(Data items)
►

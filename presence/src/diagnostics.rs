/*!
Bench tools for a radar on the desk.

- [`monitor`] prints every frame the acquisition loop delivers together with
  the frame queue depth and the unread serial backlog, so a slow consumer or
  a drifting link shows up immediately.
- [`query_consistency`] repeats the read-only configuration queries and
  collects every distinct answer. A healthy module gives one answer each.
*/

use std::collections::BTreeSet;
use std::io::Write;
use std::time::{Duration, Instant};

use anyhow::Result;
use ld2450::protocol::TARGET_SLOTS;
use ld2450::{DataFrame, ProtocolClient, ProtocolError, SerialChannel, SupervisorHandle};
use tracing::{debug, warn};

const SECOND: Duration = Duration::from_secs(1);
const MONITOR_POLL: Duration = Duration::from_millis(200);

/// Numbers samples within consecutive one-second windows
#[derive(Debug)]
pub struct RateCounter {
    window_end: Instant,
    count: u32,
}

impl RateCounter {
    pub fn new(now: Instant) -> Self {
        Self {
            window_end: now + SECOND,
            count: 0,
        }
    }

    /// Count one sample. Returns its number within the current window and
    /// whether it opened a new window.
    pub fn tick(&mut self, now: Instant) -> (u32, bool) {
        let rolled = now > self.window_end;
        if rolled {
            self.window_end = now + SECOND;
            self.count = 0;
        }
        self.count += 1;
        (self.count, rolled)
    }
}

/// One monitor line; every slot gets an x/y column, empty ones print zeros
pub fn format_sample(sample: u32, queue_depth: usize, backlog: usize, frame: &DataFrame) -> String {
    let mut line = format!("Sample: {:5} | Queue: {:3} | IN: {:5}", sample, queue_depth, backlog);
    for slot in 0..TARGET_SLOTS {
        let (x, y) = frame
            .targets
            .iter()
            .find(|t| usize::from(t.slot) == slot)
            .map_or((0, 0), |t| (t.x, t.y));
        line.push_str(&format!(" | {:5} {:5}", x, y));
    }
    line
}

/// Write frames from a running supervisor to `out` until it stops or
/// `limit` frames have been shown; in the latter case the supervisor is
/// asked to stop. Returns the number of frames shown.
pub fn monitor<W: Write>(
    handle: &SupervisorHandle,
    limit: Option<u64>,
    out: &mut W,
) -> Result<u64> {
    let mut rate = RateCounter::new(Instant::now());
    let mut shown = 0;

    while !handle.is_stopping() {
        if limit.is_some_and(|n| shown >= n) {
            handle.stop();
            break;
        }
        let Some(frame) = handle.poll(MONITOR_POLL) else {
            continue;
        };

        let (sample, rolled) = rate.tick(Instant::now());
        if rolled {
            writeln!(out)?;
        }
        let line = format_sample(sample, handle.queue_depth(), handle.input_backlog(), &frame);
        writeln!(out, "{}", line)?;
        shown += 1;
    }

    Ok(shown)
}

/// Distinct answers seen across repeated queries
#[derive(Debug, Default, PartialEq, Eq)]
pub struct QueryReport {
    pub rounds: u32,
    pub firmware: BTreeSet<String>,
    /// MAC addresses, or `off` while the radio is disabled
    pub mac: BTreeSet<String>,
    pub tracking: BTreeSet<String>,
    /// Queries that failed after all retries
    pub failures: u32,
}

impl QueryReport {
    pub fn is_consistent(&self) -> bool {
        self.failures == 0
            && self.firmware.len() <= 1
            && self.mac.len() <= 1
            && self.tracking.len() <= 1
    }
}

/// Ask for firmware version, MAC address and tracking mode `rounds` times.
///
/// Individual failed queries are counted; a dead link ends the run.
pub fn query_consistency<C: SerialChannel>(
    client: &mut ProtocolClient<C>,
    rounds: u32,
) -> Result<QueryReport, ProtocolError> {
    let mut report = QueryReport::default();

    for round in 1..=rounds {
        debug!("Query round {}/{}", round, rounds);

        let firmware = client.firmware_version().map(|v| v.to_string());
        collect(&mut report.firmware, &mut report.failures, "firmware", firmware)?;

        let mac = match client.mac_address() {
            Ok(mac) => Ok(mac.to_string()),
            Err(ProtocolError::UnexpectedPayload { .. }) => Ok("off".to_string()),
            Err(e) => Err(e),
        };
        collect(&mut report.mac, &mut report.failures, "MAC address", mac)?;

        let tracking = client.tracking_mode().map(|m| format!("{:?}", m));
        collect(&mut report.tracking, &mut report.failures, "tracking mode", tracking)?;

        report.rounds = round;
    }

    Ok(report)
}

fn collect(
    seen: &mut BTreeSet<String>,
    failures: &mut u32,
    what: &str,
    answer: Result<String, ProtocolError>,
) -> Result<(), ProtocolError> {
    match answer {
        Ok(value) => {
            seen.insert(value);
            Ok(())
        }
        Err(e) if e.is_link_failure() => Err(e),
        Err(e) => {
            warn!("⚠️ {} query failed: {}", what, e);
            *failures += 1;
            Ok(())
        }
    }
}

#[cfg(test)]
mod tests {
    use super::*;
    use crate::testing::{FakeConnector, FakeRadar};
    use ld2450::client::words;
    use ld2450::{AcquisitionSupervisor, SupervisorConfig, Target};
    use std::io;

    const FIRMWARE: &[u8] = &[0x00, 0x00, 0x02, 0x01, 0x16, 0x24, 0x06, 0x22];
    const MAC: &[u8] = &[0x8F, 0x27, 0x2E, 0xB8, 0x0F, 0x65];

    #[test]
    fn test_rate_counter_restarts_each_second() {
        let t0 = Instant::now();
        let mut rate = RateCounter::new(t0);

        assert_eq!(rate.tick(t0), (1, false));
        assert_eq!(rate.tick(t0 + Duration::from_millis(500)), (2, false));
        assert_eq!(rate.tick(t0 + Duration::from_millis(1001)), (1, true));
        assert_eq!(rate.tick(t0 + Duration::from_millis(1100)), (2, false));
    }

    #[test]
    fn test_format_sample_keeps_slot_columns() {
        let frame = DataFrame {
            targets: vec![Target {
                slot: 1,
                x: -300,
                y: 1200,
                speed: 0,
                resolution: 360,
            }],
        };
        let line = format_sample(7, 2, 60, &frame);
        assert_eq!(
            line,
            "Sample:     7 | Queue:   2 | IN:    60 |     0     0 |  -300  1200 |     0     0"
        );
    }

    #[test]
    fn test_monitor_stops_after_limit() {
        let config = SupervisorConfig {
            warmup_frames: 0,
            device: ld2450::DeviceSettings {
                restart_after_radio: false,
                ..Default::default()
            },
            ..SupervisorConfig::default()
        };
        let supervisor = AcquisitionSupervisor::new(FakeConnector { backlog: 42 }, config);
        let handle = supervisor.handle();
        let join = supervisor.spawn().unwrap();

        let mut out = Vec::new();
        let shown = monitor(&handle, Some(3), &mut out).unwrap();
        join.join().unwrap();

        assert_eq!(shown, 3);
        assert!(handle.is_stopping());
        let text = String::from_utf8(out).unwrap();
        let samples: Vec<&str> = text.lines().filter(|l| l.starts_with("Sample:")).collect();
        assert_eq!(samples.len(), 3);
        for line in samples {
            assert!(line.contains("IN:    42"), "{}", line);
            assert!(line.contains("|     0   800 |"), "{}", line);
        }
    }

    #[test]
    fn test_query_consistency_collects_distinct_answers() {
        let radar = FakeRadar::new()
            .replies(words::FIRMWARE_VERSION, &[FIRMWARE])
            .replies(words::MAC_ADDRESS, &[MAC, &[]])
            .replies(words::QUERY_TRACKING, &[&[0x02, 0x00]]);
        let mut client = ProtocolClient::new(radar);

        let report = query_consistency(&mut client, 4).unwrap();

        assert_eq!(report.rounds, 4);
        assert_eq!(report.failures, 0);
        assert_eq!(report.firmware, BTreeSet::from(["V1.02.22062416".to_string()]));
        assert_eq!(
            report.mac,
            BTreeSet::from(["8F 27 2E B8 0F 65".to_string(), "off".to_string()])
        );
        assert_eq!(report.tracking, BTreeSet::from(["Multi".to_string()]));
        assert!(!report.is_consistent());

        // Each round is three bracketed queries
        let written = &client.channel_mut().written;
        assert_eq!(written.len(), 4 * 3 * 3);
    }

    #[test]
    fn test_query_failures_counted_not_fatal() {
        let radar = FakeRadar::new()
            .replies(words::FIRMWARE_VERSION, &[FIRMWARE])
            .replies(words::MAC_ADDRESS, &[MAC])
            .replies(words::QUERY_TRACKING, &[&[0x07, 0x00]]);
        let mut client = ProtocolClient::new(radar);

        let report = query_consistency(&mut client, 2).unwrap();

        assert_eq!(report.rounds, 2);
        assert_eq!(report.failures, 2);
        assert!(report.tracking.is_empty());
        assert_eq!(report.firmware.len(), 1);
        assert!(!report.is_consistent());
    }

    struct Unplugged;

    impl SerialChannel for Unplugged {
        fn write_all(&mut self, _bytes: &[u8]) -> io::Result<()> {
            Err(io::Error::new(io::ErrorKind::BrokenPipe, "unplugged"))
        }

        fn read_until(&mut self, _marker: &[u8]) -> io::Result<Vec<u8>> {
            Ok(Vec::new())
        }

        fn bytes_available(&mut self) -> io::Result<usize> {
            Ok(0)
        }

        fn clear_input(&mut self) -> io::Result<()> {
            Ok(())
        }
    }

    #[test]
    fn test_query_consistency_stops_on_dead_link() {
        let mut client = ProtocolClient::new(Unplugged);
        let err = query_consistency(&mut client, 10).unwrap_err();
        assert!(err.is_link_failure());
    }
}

◄

> _EXERCISE REQUIREMENTS_
When the line containing "const MONITOR_POLL: Duration" is reached, include it and stop. Until then, output each line of the entries exactly as given, starting from the first.

> _RESULT OF THIS TASK_
filename presence/src/diagnostics.rs
/*!
Bench tools for a radar on the desk.

- [`monitor`] prints every frame the acquisition loop delivers together with
  the frame queue depth and the unread serial backlog, so a slow consumer or
  a drifting link shows up immediately.
- [`query_consistency`] repeats the read-only configuration queries and
  collects every distinct answer. A healthy module gives one answer each.
*/

use std::collections::BTreeSet;
use std::io::Write;
use std::time::{Duration, Instant};

use anyhow::Result;
use ld2450::protocol::TARGET_SLOTS;
use ld2450::{DataFrame, ProtocolClient, ProtocolError, SerialChannel, SupervisorHandle};
use tracing::{debug, warn};

const SECOND: Duration = Duration::from_secs(1);
const MONITOR_POLL: Duration = Duration::from_millis(200);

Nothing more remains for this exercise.